Dataset content
——

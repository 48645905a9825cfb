// Copyright 2025 the Scrim Authors
// SPDX-License-Identifier: Apache-2.0 OR MIT

//! Scrim Tree Index: spatial queries over one snapshot of an externally owned UI tree.
//!
//! ## Overview
//!
//! The inspected tree belongs to the foreground application, not to us: its
//! nodes are reached through borrowed, snapshot-scoped
//! [`TreeProvider`](scrim_provider::TreeProvider) handles that the provider
//! may invalidate whenever the app repaints. A [`TreeIndex`] wraps one such
//! snapshot together with the current screen size and answers:
//!
//! - [`TreeIndex::collect_rects`]: the flat list of visible node boxes to
//!   render, excluding empty and partially off-screen nodes.
//! - [`TreeIndex::hit_test`]: the front-most node at a screen point, where
//!   "front-most" means the deepest matching descendant, because descendants
//!   draw on top of their ancestors.
//! - [`TreeIndex::depth`]: a node's distance from the root, for diagnostics.
//!
//! A refresh is simply a new `TreeIndex`: indices are never mutated in
//! place, so replacing the snapshot can never interrupt a query already
//! accepted against the previous one.
//!
//! ## Totality
//!
//! Every query is a total function. A missing root, a handle gone stale
//! mid-walk, or a malformed subtree shrinks the result (one branch, one
//! node) instead of failing the query, so one bad subtree never blanks the
//! whole inspector.
//!
//! ## Supplements
//!
//! - [`outline`](TreeIndex::outline): a box-drawing textual dump of the tree.
//! - [`PropertyTable`]: a capability table describing one node as labeled
//!   rows, built once and iterated generically.
//! - [`find_by_text`](TreeIndex::find_by_text) and friends: whole-tree
//!   attribute searches.
//!
//! This crate is `no_std` and uses `alloc`.

#![no_std]

extern crate alloc;

mod index;
mod outline;
mod properties;

pub use index::TreeIndex;
pub use properties::{PropertyRow, PropertyTable};
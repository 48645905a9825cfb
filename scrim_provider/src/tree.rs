// Copyright 2025 the Scrim Authors
// SPDX-License-Identifier: Apache-2.0 OR MIT

//! The externally owned UI tree and synthetic input dispatch.

use alloc::string::String;
use alloc::vec::Vec;

use scrim_geometry::ScreenRect;

bitflags::bitflags! {
    /// Interaction state reported for a tree node.
    ///
    /// Providers set only the bits they can observe; an absent capability is
    /// simply an unset bit.
    #[derive(Clone, Copy, Debug, PartialEq, Eq, Hash, Default)]
    pub struct NodeStateFlags: u16 {
        /// Node accepts taps.
        const CLICKABLE      = 1 << 0;
        /// Node accepts long presses.
        const LONG_CLICKABLE = 1 << 1;
        /// Node can take input focus.
        const FOCUSABLE      = 1 << 2;
        /// Node currently holds input focus.
        const FOCUSED        = 1 << 3;
        /// Node is selected.
        const SELECTED       = 1 << 4;
        /// Node is enabled.
        const ENABLED        = 1 << 5;
        /// Node scrolls its content.
        const SCROLLABLE     = 1 << 6;
        /// Node accepts text editing.
        const EDITABLE       = 1 << 7;
        /// Node is a checkable control.
        const CHECKABLE      = 1 << 8;
        /// Node is currently checked.
        const CHECKED        = 1 << 9;
        /// Node masks its text.
        const PASSWORD       = 1 << 10;
        /// Node is visible to the user.
        const VISIBLE        = 1 << 11;
    }
}

/// The live UI tree of the foreground application, owned by the host.
///
/// ## Contract
///
/// - [`Handle`](Self::Handle) values are snapshot-scoped borrows. Release
///   every handle you obtain and do not return; never retain one across a
///   snapshot boundary.
/// - Every query is total: a missing root, a stale handle, or a node torn
///   down mid-walk answers `None`/empty/`false`, never a fault.
/// - Synthetic input ([`dispatch_tap`](Self::dispatch_tap) and friends)
///   reports rejection as `false`. Callers decide whether to retry; the core
///   never retries on its own.
pub trait TreeProvider {
    /// Borrowed reference to one node of the current snapshot.
    type Handle: Clone + PartialEq + core::fmt::Debug;

    /// The root of the foreground app's active window, if any.
    fn current_root(&self) -> Option<Self::Handle>;

    /// The node's bounds in screen-absolute pixels, or `None` if stale.
    fn bounds(&self, node: &Self::Handle) -> Option<ScreenRect>;

    /// The node's children in child-index order; empty if stale or leaf.
    fn children(&self, node: &Self::Handle) -> Vec<Self::Handle>;

    /// The node's parent, or `None` at the root (or if stale).
    fn parent(&self, node: &Self::Handle) -> Option<Self::Handle>;

    /// Gives a handle back to the provider. Call exactly once per handle that
    /// is not handed onward.
    fn release(&self, node: Self::Handle);

    /// The node's widget class name, if the provider exposes one.
    fn class_name(&self, node: &Self::Handle) -> Option<String> {
        let _ = node;
        None
    }

    /// The node's text content, if any.
    fn text(&self, node: &Self::Handle) -> Option<String> {
        let _ = node;
        None
    }

    /// The node's content description (accessibility label), if any.
    fn content_description(&self, node: &Self::Handle) -> Option<String> {
        let _ = node;
        None
    }

    /// The node's resource/view identifier, if any.
    fn view_id(&self, node: &Self::Handle) -> Option<String> {
        let _ = node;
        None
    }

    /// The package/application name owning the node, if known.
    fn package_name(&self, node: &Self::Handle) -> Option<String> {
        let _ = node;
        None
    }

    /// The node's interaction state. Stale handles report no flags.
    fn state_flags(&self, node: &Self::Handle) -> NodeStateFlags {
        let _ = node;
        NodeStateFlags::empty()
    }

    /// Dispatches a synthetic tap at screen coordinates, held for
    /// `duration_ms`. Returns `false` if the host rejects the gesture.
    fn dispatch_tap(&self, x: i32, y: i32, duration_ms: u32) -> bool;

    /// Dispatches a synthetic swipe between two screen points over
    /// `duration_ms`. Returns `false` if the host rejects the gesture.
    fn dispatch_swipe(&self, x1: i32, y1: i32, x2: i32, y2: i32, duration_ms: u32) -> bool;

    /// Replaces the node's text. Returns `false` if the node is stale,
    /// not editable, or the host refuses.
    fn set_text(&self, node: &Self::Handle, text: &str) -> bool;

    /// Performs the node's default action (typically a click).
    fn perform_default_action(&self, node: &Self::Handle) -> bool;
}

——

What the exercise asks
Within the data, count the lines that hold the word "once". Answer with the figure and nothing more.

Answer
2